● **The task**
Using the material that follows, output exactly the lines from the one containing "let mut children = el.children();" through the one containing "pub fn cell_value(td: ElementRef<'_>, image_marker: &str)", with both ends kept.

● **Material supplied**

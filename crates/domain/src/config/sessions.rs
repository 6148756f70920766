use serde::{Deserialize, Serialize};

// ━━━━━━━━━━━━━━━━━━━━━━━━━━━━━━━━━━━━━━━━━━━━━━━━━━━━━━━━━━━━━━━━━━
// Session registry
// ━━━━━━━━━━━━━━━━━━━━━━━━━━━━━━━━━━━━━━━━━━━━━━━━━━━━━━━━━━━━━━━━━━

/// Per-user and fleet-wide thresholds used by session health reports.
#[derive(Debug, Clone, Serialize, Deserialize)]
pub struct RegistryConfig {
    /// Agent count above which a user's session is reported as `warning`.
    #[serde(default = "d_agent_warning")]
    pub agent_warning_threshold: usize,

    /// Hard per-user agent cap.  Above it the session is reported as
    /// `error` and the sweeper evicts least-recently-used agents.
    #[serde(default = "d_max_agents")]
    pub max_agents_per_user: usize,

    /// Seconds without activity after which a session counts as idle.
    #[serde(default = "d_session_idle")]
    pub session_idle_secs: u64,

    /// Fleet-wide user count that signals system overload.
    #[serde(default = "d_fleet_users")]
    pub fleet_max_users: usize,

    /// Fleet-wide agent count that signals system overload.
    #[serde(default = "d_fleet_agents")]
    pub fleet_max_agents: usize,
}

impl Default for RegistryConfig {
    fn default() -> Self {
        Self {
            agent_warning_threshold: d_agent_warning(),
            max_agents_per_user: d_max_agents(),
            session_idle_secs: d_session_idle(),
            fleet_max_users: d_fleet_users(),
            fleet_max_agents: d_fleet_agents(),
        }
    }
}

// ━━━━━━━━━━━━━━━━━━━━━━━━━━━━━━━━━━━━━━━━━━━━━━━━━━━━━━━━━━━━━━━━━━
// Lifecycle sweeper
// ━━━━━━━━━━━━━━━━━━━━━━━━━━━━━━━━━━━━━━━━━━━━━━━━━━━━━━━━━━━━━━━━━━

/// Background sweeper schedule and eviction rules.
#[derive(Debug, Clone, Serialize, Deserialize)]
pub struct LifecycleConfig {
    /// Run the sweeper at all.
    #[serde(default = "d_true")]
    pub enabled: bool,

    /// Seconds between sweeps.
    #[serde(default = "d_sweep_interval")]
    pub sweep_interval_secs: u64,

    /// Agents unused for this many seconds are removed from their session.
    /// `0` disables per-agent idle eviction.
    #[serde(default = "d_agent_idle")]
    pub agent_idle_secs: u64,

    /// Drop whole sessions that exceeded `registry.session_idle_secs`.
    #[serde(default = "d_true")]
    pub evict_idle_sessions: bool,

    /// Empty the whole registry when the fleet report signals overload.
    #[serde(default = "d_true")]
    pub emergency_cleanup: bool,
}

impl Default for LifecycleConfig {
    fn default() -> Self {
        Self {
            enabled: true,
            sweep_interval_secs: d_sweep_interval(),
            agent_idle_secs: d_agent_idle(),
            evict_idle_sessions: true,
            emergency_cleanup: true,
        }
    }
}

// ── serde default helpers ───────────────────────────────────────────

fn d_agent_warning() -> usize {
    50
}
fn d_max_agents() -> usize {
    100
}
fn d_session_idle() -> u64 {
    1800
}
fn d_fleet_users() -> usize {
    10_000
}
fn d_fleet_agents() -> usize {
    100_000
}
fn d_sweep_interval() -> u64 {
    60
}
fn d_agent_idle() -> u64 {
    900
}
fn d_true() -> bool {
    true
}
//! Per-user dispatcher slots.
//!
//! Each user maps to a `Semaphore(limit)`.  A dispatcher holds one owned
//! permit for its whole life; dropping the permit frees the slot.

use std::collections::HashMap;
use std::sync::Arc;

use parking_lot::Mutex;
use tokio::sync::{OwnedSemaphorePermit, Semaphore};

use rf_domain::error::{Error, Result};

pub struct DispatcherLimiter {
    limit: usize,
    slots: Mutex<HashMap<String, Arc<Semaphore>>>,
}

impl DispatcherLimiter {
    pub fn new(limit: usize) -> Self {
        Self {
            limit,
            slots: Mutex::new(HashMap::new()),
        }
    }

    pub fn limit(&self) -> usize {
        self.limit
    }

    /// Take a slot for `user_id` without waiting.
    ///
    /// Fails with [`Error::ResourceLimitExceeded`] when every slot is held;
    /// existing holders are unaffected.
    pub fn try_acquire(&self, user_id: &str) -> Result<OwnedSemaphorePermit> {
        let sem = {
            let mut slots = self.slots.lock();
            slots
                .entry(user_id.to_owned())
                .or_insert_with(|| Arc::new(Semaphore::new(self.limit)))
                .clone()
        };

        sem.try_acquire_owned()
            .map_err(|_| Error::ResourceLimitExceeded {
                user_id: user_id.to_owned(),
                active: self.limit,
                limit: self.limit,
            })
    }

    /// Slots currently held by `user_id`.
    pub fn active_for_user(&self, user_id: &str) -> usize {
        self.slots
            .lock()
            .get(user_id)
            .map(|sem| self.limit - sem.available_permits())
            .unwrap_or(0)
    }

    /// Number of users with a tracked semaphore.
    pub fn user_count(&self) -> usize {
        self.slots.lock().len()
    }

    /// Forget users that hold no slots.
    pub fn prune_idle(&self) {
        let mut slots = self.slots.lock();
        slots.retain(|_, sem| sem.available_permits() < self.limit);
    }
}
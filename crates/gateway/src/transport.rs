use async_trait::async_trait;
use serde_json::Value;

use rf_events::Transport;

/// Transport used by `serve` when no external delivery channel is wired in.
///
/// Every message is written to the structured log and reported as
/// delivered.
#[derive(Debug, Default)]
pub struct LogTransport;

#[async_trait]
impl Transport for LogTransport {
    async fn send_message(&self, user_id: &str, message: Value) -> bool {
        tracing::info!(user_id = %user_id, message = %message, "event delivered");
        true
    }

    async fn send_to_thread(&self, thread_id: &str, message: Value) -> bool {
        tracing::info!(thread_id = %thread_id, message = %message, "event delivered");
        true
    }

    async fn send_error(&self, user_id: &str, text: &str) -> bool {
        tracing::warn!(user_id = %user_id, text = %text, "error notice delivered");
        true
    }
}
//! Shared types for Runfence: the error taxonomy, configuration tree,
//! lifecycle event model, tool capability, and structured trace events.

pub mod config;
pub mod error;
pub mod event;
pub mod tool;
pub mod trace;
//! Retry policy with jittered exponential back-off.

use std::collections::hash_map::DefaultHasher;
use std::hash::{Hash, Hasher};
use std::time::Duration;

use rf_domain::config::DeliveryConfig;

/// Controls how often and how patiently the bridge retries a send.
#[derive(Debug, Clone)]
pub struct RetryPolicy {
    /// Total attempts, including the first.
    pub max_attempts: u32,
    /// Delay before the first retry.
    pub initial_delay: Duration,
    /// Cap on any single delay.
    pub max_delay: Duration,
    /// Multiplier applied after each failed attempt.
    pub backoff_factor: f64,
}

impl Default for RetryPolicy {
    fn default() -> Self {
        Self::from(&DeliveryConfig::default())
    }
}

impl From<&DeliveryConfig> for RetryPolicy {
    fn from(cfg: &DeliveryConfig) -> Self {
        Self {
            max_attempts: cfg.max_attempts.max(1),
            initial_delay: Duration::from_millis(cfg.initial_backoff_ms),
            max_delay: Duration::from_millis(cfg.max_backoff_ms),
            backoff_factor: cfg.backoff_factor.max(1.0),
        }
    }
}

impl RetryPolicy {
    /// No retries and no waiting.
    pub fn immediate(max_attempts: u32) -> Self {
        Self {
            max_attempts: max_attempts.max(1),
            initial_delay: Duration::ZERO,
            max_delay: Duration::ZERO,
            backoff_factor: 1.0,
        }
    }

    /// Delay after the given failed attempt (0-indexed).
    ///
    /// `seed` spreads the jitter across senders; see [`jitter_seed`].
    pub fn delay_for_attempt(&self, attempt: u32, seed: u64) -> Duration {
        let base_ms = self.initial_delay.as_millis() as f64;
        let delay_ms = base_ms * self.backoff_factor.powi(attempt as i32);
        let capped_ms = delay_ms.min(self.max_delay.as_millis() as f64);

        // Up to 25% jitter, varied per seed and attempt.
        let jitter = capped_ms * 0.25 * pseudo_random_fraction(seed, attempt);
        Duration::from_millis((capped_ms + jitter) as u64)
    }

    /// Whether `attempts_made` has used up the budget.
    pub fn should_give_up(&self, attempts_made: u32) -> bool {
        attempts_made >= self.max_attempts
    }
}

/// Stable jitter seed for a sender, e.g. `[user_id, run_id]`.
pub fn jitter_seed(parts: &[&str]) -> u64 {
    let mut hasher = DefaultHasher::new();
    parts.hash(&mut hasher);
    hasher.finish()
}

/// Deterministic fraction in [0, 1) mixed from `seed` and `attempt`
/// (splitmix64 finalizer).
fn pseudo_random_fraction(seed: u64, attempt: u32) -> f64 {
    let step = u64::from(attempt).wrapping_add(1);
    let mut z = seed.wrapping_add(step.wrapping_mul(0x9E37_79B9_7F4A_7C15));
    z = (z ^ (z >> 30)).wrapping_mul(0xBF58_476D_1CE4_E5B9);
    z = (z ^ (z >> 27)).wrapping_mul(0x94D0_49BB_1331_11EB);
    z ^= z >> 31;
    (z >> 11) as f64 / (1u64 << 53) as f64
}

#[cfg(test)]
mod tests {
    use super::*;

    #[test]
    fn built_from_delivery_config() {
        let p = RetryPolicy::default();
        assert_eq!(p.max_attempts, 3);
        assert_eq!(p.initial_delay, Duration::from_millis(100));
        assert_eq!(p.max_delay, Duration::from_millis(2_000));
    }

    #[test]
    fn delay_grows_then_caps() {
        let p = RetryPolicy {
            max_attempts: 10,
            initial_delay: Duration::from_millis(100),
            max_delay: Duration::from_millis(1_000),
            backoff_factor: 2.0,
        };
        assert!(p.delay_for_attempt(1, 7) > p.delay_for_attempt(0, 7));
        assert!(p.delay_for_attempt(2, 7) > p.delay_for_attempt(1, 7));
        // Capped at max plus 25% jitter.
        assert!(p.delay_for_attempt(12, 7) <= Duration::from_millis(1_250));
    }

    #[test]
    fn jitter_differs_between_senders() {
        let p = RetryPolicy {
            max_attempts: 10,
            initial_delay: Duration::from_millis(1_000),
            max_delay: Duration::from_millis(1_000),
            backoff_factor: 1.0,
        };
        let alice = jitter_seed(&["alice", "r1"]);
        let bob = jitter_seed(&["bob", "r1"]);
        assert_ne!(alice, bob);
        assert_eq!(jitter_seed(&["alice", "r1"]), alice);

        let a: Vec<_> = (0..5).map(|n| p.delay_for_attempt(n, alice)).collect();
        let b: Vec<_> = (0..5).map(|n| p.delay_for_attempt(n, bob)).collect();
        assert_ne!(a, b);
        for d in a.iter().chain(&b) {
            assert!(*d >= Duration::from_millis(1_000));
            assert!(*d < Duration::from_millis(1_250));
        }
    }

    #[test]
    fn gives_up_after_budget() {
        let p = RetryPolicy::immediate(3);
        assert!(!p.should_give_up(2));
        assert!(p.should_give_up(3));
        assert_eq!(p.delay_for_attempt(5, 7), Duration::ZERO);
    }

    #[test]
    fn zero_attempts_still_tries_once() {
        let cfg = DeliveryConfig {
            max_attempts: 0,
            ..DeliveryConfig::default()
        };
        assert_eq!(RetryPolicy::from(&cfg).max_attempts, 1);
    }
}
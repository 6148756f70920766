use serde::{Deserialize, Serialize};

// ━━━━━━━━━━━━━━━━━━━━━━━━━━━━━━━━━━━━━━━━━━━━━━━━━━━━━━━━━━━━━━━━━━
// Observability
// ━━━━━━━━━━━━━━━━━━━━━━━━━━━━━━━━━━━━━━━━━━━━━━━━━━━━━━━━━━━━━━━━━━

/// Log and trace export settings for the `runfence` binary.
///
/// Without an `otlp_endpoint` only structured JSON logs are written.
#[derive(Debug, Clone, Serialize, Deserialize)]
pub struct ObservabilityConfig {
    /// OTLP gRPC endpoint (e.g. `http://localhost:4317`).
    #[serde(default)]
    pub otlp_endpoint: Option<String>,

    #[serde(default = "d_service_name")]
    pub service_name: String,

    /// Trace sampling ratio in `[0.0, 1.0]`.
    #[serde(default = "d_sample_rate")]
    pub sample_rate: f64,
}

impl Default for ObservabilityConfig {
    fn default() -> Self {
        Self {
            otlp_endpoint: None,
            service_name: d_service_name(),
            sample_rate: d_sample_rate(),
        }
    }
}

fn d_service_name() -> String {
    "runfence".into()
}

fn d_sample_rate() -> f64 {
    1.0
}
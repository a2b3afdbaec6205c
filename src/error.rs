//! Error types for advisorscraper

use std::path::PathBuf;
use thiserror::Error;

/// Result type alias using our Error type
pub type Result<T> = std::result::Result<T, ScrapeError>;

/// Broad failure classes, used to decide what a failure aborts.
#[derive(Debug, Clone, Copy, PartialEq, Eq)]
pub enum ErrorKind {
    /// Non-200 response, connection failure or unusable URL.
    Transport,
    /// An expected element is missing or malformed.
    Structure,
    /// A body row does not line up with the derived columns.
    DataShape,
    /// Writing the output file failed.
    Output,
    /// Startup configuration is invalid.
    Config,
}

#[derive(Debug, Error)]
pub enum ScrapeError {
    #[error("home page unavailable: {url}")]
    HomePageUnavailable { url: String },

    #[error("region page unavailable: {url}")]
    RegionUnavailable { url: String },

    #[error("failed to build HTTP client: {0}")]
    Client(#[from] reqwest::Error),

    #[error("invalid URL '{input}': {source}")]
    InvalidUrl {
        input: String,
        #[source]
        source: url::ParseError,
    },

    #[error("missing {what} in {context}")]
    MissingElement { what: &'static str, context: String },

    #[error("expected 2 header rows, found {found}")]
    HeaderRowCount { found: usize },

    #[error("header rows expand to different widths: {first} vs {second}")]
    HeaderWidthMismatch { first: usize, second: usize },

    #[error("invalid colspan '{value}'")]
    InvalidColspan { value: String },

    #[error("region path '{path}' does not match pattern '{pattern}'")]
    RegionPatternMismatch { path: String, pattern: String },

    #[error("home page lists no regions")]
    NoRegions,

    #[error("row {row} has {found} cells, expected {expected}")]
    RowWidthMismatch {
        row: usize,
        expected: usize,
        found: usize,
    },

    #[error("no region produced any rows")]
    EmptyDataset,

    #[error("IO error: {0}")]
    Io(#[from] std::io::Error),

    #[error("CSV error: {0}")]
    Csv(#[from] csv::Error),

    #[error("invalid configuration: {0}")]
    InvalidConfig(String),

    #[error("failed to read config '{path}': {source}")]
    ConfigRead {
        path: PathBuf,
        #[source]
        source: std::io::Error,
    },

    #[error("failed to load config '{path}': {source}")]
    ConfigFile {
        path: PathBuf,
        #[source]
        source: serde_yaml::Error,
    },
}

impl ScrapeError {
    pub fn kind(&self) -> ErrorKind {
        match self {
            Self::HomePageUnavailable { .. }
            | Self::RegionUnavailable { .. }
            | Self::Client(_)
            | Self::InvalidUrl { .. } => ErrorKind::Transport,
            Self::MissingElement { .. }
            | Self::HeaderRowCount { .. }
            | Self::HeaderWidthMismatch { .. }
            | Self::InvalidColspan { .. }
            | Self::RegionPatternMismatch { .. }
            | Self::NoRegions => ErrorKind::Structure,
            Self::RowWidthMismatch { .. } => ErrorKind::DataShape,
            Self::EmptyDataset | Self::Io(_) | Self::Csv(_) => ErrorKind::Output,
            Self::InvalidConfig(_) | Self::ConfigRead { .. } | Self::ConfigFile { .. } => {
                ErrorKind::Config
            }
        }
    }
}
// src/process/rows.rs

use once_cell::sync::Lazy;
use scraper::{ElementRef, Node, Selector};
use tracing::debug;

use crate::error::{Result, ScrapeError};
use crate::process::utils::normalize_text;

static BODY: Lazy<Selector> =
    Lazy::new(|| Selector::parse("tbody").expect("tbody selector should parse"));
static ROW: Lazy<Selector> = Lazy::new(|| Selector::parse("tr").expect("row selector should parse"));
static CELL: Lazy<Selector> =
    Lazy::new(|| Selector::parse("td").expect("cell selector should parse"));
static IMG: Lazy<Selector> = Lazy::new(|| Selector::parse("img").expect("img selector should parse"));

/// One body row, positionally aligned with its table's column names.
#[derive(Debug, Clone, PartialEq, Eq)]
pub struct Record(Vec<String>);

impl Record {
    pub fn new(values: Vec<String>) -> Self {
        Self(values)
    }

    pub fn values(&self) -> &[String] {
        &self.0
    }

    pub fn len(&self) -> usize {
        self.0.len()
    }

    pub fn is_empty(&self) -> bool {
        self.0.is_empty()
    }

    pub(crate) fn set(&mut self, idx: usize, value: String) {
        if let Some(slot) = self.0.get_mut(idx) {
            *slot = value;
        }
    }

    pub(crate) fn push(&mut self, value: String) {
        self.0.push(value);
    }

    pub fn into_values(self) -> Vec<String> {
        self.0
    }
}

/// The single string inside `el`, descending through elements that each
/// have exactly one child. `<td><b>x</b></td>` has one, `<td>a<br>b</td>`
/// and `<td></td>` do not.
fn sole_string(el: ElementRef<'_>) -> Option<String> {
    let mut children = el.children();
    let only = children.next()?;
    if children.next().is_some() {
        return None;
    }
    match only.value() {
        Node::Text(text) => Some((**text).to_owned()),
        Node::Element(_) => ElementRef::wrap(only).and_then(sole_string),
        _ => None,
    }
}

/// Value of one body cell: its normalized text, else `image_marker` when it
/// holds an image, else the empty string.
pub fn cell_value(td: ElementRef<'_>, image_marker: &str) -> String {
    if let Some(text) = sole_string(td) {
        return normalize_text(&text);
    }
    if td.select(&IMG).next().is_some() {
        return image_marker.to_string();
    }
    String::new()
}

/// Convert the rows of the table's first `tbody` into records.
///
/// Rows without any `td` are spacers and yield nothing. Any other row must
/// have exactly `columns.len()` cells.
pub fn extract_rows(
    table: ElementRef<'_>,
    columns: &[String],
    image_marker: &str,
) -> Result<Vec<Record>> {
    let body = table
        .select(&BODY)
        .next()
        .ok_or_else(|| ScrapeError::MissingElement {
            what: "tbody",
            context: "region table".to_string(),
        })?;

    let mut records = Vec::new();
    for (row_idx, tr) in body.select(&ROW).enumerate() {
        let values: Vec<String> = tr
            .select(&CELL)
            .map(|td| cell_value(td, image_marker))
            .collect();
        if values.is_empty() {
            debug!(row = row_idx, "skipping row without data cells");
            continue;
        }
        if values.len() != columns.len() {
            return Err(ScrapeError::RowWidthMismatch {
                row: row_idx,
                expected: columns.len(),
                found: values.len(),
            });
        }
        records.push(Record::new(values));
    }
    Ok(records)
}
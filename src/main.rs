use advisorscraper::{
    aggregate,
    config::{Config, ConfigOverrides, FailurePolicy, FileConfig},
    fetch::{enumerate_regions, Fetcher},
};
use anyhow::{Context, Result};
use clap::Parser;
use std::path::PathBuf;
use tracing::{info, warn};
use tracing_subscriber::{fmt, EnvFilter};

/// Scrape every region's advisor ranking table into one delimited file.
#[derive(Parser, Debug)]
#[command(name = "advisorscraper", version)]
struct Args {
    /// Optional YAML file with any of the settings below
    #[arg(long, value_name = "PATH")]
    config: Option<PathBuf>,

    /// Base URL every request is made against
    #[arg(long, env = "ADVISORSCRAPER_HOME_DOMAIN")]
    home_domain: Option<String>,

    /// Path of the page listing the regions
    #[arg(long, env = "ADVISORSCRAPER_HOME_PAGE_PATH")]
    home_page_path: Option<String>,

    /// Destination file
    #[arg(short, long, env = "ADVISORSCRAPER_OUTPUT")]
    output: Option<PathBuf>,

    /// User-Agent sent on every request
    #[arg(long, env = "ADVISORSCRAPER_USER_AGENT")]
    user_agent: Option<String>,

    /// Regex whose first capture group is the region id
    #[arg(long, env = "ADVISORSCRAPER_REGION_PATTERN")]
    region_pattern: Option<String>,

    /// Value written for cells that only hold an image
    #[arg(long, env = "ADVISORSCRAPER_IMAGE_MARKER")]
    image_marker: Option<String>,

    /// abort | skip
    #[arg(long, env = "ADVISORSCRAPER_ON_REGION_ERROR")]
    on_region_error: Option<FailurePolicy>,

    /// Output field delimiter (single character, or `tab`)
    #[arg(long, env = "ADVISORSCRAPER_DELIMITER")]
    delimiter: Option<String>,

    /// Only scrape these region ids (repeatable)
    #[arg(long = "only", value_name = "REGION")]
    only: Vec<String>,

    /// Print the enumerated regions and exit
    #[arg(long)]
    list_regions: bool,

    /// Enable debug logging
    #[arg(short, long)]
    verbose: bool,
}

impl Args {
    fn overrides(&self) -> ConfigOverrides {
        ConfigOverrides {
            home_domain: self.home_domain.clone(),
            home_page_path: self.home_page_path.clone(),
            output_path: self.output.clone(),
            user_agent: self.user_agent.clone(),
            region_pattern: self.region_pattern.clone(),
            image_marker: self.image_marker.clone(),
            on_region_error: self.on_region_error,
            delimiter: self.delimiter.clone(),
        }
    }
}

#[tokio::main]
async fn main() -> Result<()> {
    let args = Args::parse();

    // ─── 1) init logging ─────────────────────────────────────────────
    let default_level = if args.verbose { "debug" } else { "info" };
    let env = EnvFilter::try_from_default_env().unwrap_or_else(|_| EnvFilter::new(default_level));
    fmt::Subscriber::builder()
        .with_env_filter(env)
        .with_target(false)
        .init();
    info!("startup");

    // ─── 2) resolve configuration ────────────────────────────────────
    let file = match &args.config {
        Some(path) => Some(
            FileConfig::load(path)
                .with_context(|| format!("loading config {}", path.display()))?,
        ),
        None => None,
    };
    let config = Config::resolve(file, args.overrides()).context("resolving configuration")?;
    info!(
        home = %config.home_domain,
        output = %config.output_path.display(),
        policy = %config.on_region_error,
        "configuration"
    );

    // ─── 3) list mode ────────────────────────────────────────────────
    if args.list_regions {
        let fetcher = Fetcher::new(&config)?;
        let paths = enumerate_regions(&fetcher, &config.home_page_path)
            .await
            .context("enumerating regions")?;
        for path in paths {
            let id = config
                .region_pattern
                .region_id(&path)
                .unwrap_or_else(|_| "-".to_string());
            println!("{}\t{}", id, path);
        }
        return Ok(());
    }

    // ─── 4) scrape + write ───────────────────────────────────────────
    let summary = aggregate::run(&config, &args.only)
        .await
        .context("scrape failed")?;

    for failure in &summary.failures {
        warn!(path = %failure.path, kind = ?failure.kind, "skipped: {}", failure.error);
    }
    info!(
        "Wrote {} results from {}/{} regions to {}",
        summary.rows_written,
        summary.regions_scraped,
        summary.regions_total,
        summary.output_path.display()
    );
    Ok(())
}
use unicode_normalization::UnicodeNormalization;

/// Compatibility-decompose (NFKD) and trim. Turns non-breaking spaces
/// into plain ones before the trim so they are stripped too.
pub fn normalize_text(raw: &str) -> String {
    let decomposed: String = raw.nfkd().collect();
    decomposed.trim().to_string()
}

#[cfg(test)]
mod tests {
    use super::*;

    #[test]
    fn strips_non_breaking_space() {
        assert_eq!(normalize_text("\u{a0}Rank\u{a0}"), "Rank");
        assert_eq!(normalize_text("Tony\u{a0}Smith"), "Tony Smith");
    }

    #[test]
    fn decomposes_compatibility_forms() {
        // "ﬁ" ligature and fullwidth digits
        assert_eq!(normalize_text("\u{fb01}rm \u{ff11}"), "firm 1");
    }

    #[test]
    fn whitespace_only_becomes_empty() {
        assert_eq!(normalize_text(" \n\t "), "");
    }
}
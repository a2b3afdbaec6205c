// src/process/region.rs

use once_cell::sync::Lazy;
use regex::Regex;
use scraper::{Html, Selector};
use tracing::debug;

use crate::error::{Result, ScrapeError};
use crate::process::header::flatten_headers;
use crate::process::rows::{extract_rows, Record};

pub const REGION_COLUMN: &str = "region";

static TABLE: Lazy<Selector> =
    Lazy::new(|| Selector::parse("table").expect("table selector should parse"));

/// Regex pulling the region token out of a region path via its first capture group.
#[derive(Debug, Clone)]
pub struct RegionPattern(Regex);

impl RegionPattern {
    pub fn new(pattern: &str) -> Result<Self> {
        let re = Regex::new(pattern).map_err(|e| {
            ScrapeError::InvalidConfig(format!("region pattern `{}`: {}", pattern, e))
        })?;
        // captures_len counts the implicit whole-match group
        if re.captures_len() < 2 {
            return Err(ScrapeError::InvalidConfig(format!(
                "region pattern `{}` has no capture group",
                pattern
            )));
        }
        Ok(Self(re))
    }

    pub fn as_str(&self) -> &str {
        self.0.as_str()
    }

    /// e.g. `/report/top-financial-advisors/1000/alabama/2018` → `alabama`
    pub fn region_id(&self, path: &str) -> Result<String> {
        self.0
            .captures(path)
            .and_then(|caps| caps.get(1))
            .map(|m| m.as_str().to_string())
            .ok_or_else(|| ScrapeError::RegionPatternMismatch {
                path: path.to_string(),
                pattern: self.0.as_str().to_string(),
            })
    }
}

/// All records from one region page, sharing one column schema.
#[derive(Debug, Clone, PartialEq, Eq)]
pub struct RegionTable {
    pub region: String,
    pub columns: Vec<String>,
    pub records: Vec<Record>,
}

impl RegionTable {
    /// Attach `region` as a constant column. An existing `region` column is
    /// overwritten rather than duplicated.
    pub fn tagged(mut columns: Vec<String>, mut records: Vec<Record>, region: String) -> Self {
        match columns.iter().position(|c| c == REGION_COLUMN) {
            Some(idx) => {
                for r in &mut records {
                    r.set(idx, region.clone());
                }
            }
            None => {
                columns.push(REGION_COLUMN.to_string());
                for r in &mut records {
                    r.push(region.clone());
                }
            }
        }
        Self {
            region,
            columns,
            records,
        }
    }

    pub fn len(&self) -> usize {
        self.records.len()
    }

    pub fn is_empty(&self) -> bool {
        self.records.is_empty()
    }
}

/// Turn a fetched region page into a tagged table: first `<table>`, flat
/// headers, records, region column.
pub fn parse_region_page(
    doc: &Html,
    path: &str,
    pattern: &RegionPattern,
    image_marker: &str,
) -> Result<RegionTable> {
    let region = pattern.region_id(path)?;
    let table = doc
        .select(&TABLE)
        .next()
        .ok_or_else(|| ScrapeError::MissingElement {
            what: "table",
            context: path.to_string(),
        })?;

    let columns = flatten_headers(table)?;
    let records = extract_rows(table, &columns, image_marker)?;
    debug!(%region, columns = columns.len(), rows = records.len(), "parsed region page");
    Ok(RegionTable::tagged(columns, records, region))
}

● **Task result**
    let mut children = el.children();
    let only = children.next()?;
    if children.next().is_some() {
        return None;
    }
    match only.value() {
        Node::Text(text) => Some((**text).to_owned()),
        Node::Element(_) => ElementRef::wrap(only).and_then(sole_string),
        _ => None,
    }
}

/// Value of one body cell: its normalized text, else `image_marker` when it
/// holds an image, else the empty string.
pub fn cell_value(td: ElementRef<'_>, image_marker: &str) -> String {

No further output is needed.